A second bed of 100 had sizes all over the place but that was to be expected. It was the second year removed from 15 years of potatoes. Garlic was not happy in it the year before and told me a second time that something isn't right. I will admit that the cloves used for half of it were not the size of the first 100 but the bulbils for the other half were the biggest. Overall bulb size was about the same from both cloves and bulbils.
As an afterthought, had one deep bed of virtually all "manufactured" soil. (Compost, peat, potting soil, manure, and any other broken bags from a garden center.) 36 bulbils planted in 3 rows of 12 and 8' long. All plants left intact and every bulb was 2¼" to 2½".
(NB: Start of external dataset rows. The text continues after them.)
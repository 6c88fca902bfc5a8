use std::collections::HashMap;
use std::fmt;
use std::fmt::Write;
use std::sync::Arc;

use crate::BlockKind;
use crate::BlockTag;
use crate::BlockToken;
use crate::InlineKind;
use crate::InlineTag;
use crate::InlineToken;

pub type BlockRenderFn =
	Arc<dyn Fn(&HtmlRenderer, &BlockToken, &mut String) -> fmt::Result + Send + Sync>;
pub type InlineRenderFn =
	Arc<dyn Fn(&HtmlRenderer, &InlineToken, &mut String) -> fmt::Result + Send + Sync>;

/// Renders token trees to HTML through two dispatch tables, one per token
/// level, keyed by the token's tag. Entries can be replaced with
/// [`HtmlRenderer::register_block`] and [`HtmlRenderer::register_inline`].
///
/// A token whose tag has no entry renders nothing. Entries write into a
/// `String`, so the only error they report is one raised by the entry itself.
#[derive(Clone)]
pub struct HtmlRenderer {
	blocks: HashMap<BlockTag, BlockRenderFn>,
	inlines: HashMap<InlineTag, InlineRenderFn>,
}

impl Default for HtmlRenderer {
	fn default() -> Self {
		let mut renderer = Self::empty();

		renderer
			.register_block(BlockTag::Document, render_children)
			.register_block(BlockTag::Newline, render_nothing)
			.register_block(BlockTag::Ignore, render_nothing)
			.register_block(BlockTag::Pending, render_nothing)
			.register_block(BlockTag::Heading, render_heading)
			.register_block(BlockTag::Paragraph, render_paragraph)
			.register_block(BlockTag::Text, render_text)
			.register_block(BlockTag::Code, render_code)
			.register_block(BlockTag::Hr, |_, _, out| out.write_str("<hr>\n"))
			.register_block(BlockTag::Blockquote, render_blockquote)
			.register_block(BlockTag::List, render_list)
			.register_block(BlockTag::ListItem, render_list_item)
			.register_block(BlockTag::Html, render_html)
			.register_block(BlockTag::Table, render_table)
			.register_block(BlockTag::Note, render_note)
			.register_block(BlockTag::Section, render_section)
			.register_block(BlockTag::Video, render_video)
			.register_block(BlockTag::Include, render_raw_block)
			.register_block(BlockTag::Included, render_children)
			.register_block(BlockTag::Raw, render_raw_block);

		renderer
			.register_inline(InlineTag::Text, render_inline_text)
			.register_inline(InlineTag::Escape, render_inline_text)
			.register_inline(InlineTag::Raw, render_inline_text)
			.register_inline(InlineTag::Include, render_inline_text)
			.register_inline(InlineTag::Link, render_link)
			.register_inline(InlineTag::Image, render_image)
			.register_inline(InlineTag::Strong, |renderer, token, out| {
				wrap_inline(renderer, "strong", token, out)
			})
			.register_inline(InlineTag::Em, |renderer, token, out| {
				wrap_inline(renderer, "em", token, out)
			})
			.register_inline(InlineTag::Del, |renderer, token, out| {
				wrap_inline(renderer, "del", token, out)
			})
			.register_inline(InlineTag::Included, |renderer, token, out| {
				renderer.render_inlines_into(token.children(), out)
			})
			.register_inline(InlineTag::CodeSpan, render_code_span)
			.register_inline(InlineTag::Br, |_, _, out| out.write_str("<br>\n"))
			.register_inline(InlineTag::Tag, render_tag)
			.register_inline(InlineTag::AutoLink, render_autolink)
			.register_inline(InlineTag::Xref, render_xref);

		renderer
	}
}

impl fmt::Debug for HtmlRenderer {
	fn fmt(&self, f: &mut fmt::Formatter<'_>) -> fmt::Result {
		f.debug_struct("HtmlRenderer")
			.field("blocks", &self.blocks.len())
			.field("inlines", &self.inlines.len())
			.finish()
	}
}

impl HtmlRenderer {
	/// A renderer without any entries.
	pub fn empty() -> Self {
		Self {
			blocks: HashMap::new(),
			inlines: HashMap::new(),
		}
	}

	pub fn register_block(
		&mut self,
		tag: BlockTag,
		render: impl Fn(&HtmlRenderer, &BlockToken, &mut String) -> fmt::Result + Send + Sync + 'static,
	) -> &mut Self {
		self.blocks.insert(tag, Arc::new(render));
		self
	}

	pub fn register_inline(
		&mut self,
		tag: InlineTag,
		render: impl Fn(&HtmlRenderer, &InlineToken, &mut String) -> fmt::Result + Send + Sync + 'static,
	) -> &mut Self {
		self.inlines.insert(tag, Arc::new(render));
		self
	}

	pub fn render(&self, token: &BlockToken) -> Result<String, fmt::Error> {
		let mut out = String::new();
		self.render_into(token, &mut out)?;
		Ok(out)
	}

	pub fn render_blocks(&self, tokens: &[BlockToken]) -> Result<String, fmt::Error> {
		let mut out = String::new();
		for token in tokens {
			self.render_into(token, &mut out)?;
		}
		Ok(out)
	}

	/// Render one block through its table entry.
	pub fn render_into(&self, token: &BlockToken, out: &mut String) -> fmt::Result {
		match self.blocks.get(&token.tag()) {
			Some(render) => render(self, token, out),
			None => Ok(()),
		}
	}

	pub fn render_inlines(&self, tokens: &[InlineToken]) -> Result<String, fmt::Error> {
		let mut out = String::new();
		self.render_inlines_into(tokens, &mut out)?;
		Ok(out)
	}

	pub fn render_inlines_into(&self, tokens: &[InlineToken], out: &mut String) -> fmt::Result {
		for token in tokens {
			if let Some(render) = self.inlines.get(&token.tag()) {
				render(self, token, out)?;
			}
		}
		Ok(())
	}
}

/// Escape text for use in HTML content and attribute values.
pub fn escape_html(text: &str) -> String {
	let mut escaped = String::with_capacity(text.len());
	for ch in text.chars() {
		match ch {
			'&' => escaped.push_str("&amp;"),
			'<' => escaped.push_str("&lt;"),
			'>' => escaped.push_str("&gt;"),
			'"' => escaped.push_str("&quot;"),
			'\'' => escaped.push_str("&#39;"),
			_ => escaped.push(ch),
		}
	}
	escaped
}

/// Write the attributes of a `[!div ...]` section. Only well-formed
/// `name`, `name=value` and quoted `name="value"` pairs are kept and every
/// value is escaped.
fn write_attributes(raw: &str, out: &mut String) -> fmt::Result {
	let is_name_char = |ch: char| ch.is_ascii_alphanumeric() || matches!(ch, '-' | '_' | ':' | '.');
	let mut rest = raw;

	while let Some(start) = rest.find(|ch: char| ch.is_ascii_alphabetic() || ch == '_') {
		rest = &rest[start..];
		let name_len = rest.find(|ch: char| !is_name_char(ch)).unwrap_or(rest.len());
		let name = &rest[..name_len];
		rest = &rest[name_len..];

		let Some(after_equals) = rest.strip_prefix('=') else {
			write!(out, " {name}")?;
			continue;
		};

		let (value, consumed) = match after_equals.chars().next() {
			Some(quote @ ('"' | '\'')) => {
				let inner = &after_equals[1..];
				match inner.find(quote) {
					Some(end) => (&inner[..end], end + 2),
					None => (inner, inner.len() + 1),
				}
			}
			_ => {
				let end = after_equals
					.find(|ch: char| ch.is_whitespace() || matches!(ch, '"' | '\'' | '<' | '>'))
					.unwrap_or(after_equals.len());
				(&after_equals[..end], end)
			}
		};
		write!(out, " {name}=\"{}\"", escape_html(value))?;
		rest = &after_equals[consumed..];
	}

	Ok(())
}

fn render_nothing(_: &HtmlRenderer, _: &BlockToken, _: &mut String) -> fmt::Result {
	Ok(())
}

fn render_children(renderer: &HtmlRenderer, token: &BlockToken, out: &mut String) -> fmt::Result {
	for child in token.children() {
		renderer.render_into(child, out)?;
	}
	Ok(())
}

fn render_heading(renderer: &HtmlRenderer, token: &BlockToken, out: &mut String) -> fmt::Result {
	let BlockKind::Heading { depth, id, content } = &token.kind else {
		return Ok(());
	};

	match id {
		Some(id) => write!(out, "<h{depth} id=\"{}\">", escape_html(id))?,
		None => write!(out, "<h{depth}>")?,
	}
	renderer.render_inlines_into(content, out)?;
	writeln!(out, "</h{depth}>")
}

fn render_paragraph(renderer: &HtmlRenderer, token: &BlockToken, out: &mut String) -> fmt::Result {
	let BlockKind::Paragraph { content } = &token.kind else {
		return Ok(());
	};

	out.push_str("<p>");
	renderer.render_inlines_into(content, out)?;
	out.write_str("</p>\n")
}

fn render_text(renderer: &HtmlRenderer, token: &BlockToken, out: &mut String) -> fmt::Result {
	let BlockKind::Text { content } = &token.kind else {
		return Ok(());
	};

	renderer.render_inlines_into(content, out)
}

fn render_code(_: &HtmlRenderer, token: &BlockToken, out: &mut String) -> fmt::Result {
	let BlockKind::Code { lang, text } = &token.kind else {
		return Ok(());
	};

	match lang {
		Some(lang) => write!(out, "<pre><code class=\"lang-{}\">", escape_html(lang))?,
		None => out.push_str("<pre><code>"),
	}
	out.push_str(&escape_html(text));
	out.write_str("\n</code></pre>\n")
}

fn render_blockquote(renderer: &HtmlRenderer, token: &BlockToken, out: &mut String) -> fmt::Result {
	let first = token
		.children()
		.iter()
		.find(|child| !matches!(child.kind, BlockKind::Newline));
	let is_callout = first.is_some_and(|child| {
		matches!(
			child.kind,
			BlockKind::Note { .. } | BlockKind::Section { .. } | BlockKind::Video { .. }
		)
	});

	if is_callout {
		return render_children(renderer, token, out);
	}

	out.push_str("<blockquote>\n");
	render_children(renderer, token, out)?;
	out.write_str("</blockquote>\n")
}

fn render_list(renderer: &HtmlRenderer, token: &BlockToken, out: &mut String) -> fmt::Result {
	let BlockKind::List { ordered, start, .. } = &token.kind else {
		return Ok(());
	};

	let tag = if *ordered { "ol" } else { "ul" };
	match start {
		Some(start) if *ordered && *start != 1 => writeln!(out, "<ol start=\"{start}\">")?,
		_ => writeln!(out, "<{tag}>")?,
	}
	render_children(renderer, token, out)?;
	writeln!(out, "</{tag}>")
}

fn render_list_item(renderer: &HtmlRenderer, token: &BlockToken, out: &mut String) -> fmt::Result {
	let BlockKind::ListItem {
		checked,
		loose,
		children,
	} = &token.kind
	else {
		return Ok(());
	};

	out.push_str("<li>");
	match checked {
		Some(true) => out.push_str("<input type=\"checkbox\" disabled=\"\" checked=\"\"> "),
		Some(false) => out.push_str("<input type=\"checkbox\" disabled=\"\"> "),
		None => {}
	}

	for child in children {
		match &child.kind {
			BlockKind::Text { content } if *loose => {
				out.push_str("<p>");
				renderer.render_inlines_into(content, out)?;
				out.push_str("</p>\n");
			}
			BlockKind::Text { .. } => {
				renderer.render_into(child, out)?;
				if children.len() > 1 {
					out.push('\n');
				}
			}
			_ => renderer.render_into(child, out)?,
		}
	}
	out.write_str("</li>\n")
}

fn render_html(_: &HtmlRenderer, token: &BlockToken, out: &mut String) -> fmt::Result {
	let BlockKind::Html { raw } = &token.kind else {
		return Ok(());
	};

	out.push_str(raw);
	if !raw.ends_with('\n') {
		out.push('\n');
	}
	Ok(())
}

fn render_table(renderer: &HtmlRenderer, token: &BlockToken, out: &mut String) -> fmt::Result {
	let BlockKind::Table {
		align,
		header,
		rows,
	} = &token.kind
	else {
		return Ok(());
	};

	let cell = |out: &mut String, tag: &str, index: usize, content: &[InlineToken]| {
		match align.get(index).copied().flatten() {
			Some(alignment) => write!(out, "<{tag} style=\"text-align:{}\">", alignment.as_str())?,
			None => write!(out, "<{tag}>")?,
		}
		renderer.render_inlines_into(content, out)?;
		writeln!(out, "</{tag}>")
	};

	out.push_str("<table>\n<thead>\n<tr>\n");
	for (index, content) in header.iter().enumerate() {
		cell(out, "th", index, content)?;
	}
	out.push_str("</tr>\n</thead>\n");

	if !rows.is_empty() {
		out.push_str("<tbody>\n");
		for row in rows {
			out.push_str("<tr>\n");
			for (index, content) in row.iter().enumerate() {
				cell(out, "td", index, content)?;
			}
			out.push_str("</tr>\n");
		}
		out.push_str("</tbody>\n");
	}
	out.write_str("</table>\n")
}

fn render_note(renderer: &HtmlRenderer, token: &BlockToken, out: &mut String) -> fmt::Result {
	let BlockKind::Note { kind, .. } = &token.kind else {
		return Ok(());
	};

	let kind = escape_html(kind);
	writeln!(out, "<div class=\"{kind}\">\n<h5>{kind}</h5>")?;
	render_children(renderer, token, out)?;
	out.write_str("</div>\n")
}

fn render_section(renderer: &HtmlRenderer, token: &BlockToken, out: &mut String) -> fmt::Result {
	let BlockKind::Section { attributes, .. } = &token.kind else {
		return Ok(());
	};

	out.push_str("<div");
	write_attributes(attributes, out)?;
	out.push_str(">\n");
	render_children(renderer, token, out)?;
	out.write_str("</div>\n")
}

fn render_video(_: &HtmlRenderer, token: &BlockToken, out: &mut String) -> fmt::Result {
	let BlockKind::Video { url } = &token.kind else {
		return Ok(());
	};

	writeln!(
		out,
		"<div class=\"embeddedvideo\"><iframe src=\"{}\" frameborder=\"0\" allowfullscreen=\"true\"></iframe></div>",
		escape_html(url)
	)
}

fn render_raw_block(_: &HtmlRenderer, token: &BlockToken, out: &mut String) -> fmt::Result {
	let text = match &token.kind {
		BlockKind::Raw { text } => text,
		BlockKind::Include(directive) => &directive.raw,
		_ => return Ok(()),
	};

	out.push_str(&escape_html(text));
	out.write_char('\n')
}

fn render_inline_text(_: &HtmlRenderer, token: &InlineToken, out: &mut String) -> fmt::Result {
	let text = match &token.kind {
		InlineKind::Text { text } | InlineKind::Escape { text } | InlineKind::Raw { text } => text,
		InlineKind::Include(directive) => &directive.raw,
		_ => return Ok(()),
	};

	out.write_str(&escape_html(text))
}

fn wrap_inline(
	renderer: &HtmlRenderer,
	tag: &str,
	token: &InlineToken,
	out: &mut String,
) -> fmt::Result {
	write!(out, "<{tag}>")?;
	renderer.render_inlines_into(token.children(), out)?;
	write!(out, "</{tag}>")
}

fn render_link(renderer: &HtmlRenderer, token: &InlineToken, out: &mut String) -> fmt::Result {
	let InlineKind::Link {
		href,
		title,
		children,
	} = &token.kind
	else {
		return Ok(());
	};

	write!(out, "<a href=\"{}\"", escape_html(href))?;
	if let Some(title) = title {
		write!(out, " title=\"{}\"", escape_html(title))?;
	}
	out.push('>');
	renderer.render_inlines_into(children, out)?;
	out.write_str("</a>")
}

fn render_image(_: &HtmlRenderer, token: &InlineToken, out: &mut String) -> fmt::Result {
	let InlineKind::Image { src, title, alt } = &token.kind else {
		return Ok(());
	};

	write!(
		out,
		"<img src=\"{}\" alt=\"{}\"",
		escape_html(src),
		escape_html(alt)
	)?;
	if let Some(title) = title {
		write!(out, " title=\"{}\"", escape_html(title))?;
	}
	out.write_char('>')
}

fn render_code_span(_: &HtmlRenderer, token: &InlineToken, out: &mut String) -> fmt::Result {
	let InlineKind::CodeSpan { code } = &token.kind else {
		return Ok(());
	};

	write!(out, "<code>{}</code>", escape_html(code))
}

fn render_tag(_: &HtmlRenderer, token: &InlineToken, out: &mut String) -> fmt::Result {
	if let InlineKind::Tag { raw } = &token.kind {
		out.push_str(raw);
	}
	Ok(())
}

fn render_autolink(_: &HtmlRenderer, token: &InlineToken, out: &mut String) -> fmt::Result {
	let InlineKind::AutoLink { href, text } = &token.kind else {
		return Ok(());
	};

	write!(
		out,
		"<a href=\"{}\">{}</a>",
		escape_html(href),
		escape_html(text)
	)
}

fn render_xref(_: &HtmlRenderer, token: &InlineToken, out: &mut String) -> fmt::Result {
	let InlineKind::Xref { uid, raw } = &token.kind else {
		return Ok(());
	};

	// `<xref:uid>` must resolve, `@uid` may be plain text.
	let strict = if raw.starts_with('<') { "True" } else { "False" };
	write!(
		out,
		"<xref href=\"{}\" data-throw-if-not-resolved=\"{strict}\" data-raw-source=\"{}\"></xref>",
		escape_html(uid),
		escape_html(raw)
	)
}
If I had only planted in one of those beds, there would only have been one result to observe. If it were the former potato bed, and I was new at growing garlic, I would have been game for any advice as to what to do to get something better. When there are 3 beds of entirely different soil composition, that's the answer. Problem in my case is that there is no way that I can advise anyone on how to duplicate it since there is no recipe or formula.
There's another problem with growing garlic that has somehow taken over but is not the best and that is block planting. The established method 100 years ago was double row, 6" spacing, and 30" between rows. Normal lateral spread of roots is about 18" and thus the need for at least 30" between rows. Somehow the idea of planting in wide blocks with 6" spacing all around has become common and everyone has come to accept 2" bulbs where 3½" are possible. If planting in blocks was the best, commercial growers would be doing it and they are not. At We Grow Garlic, it was always 8" spacing in double rows and about 30" apart just as any other commercial grower would do for maximum results. And as with my home beds, two different fields there and two different results.
Martin
The truth is more important than the facts.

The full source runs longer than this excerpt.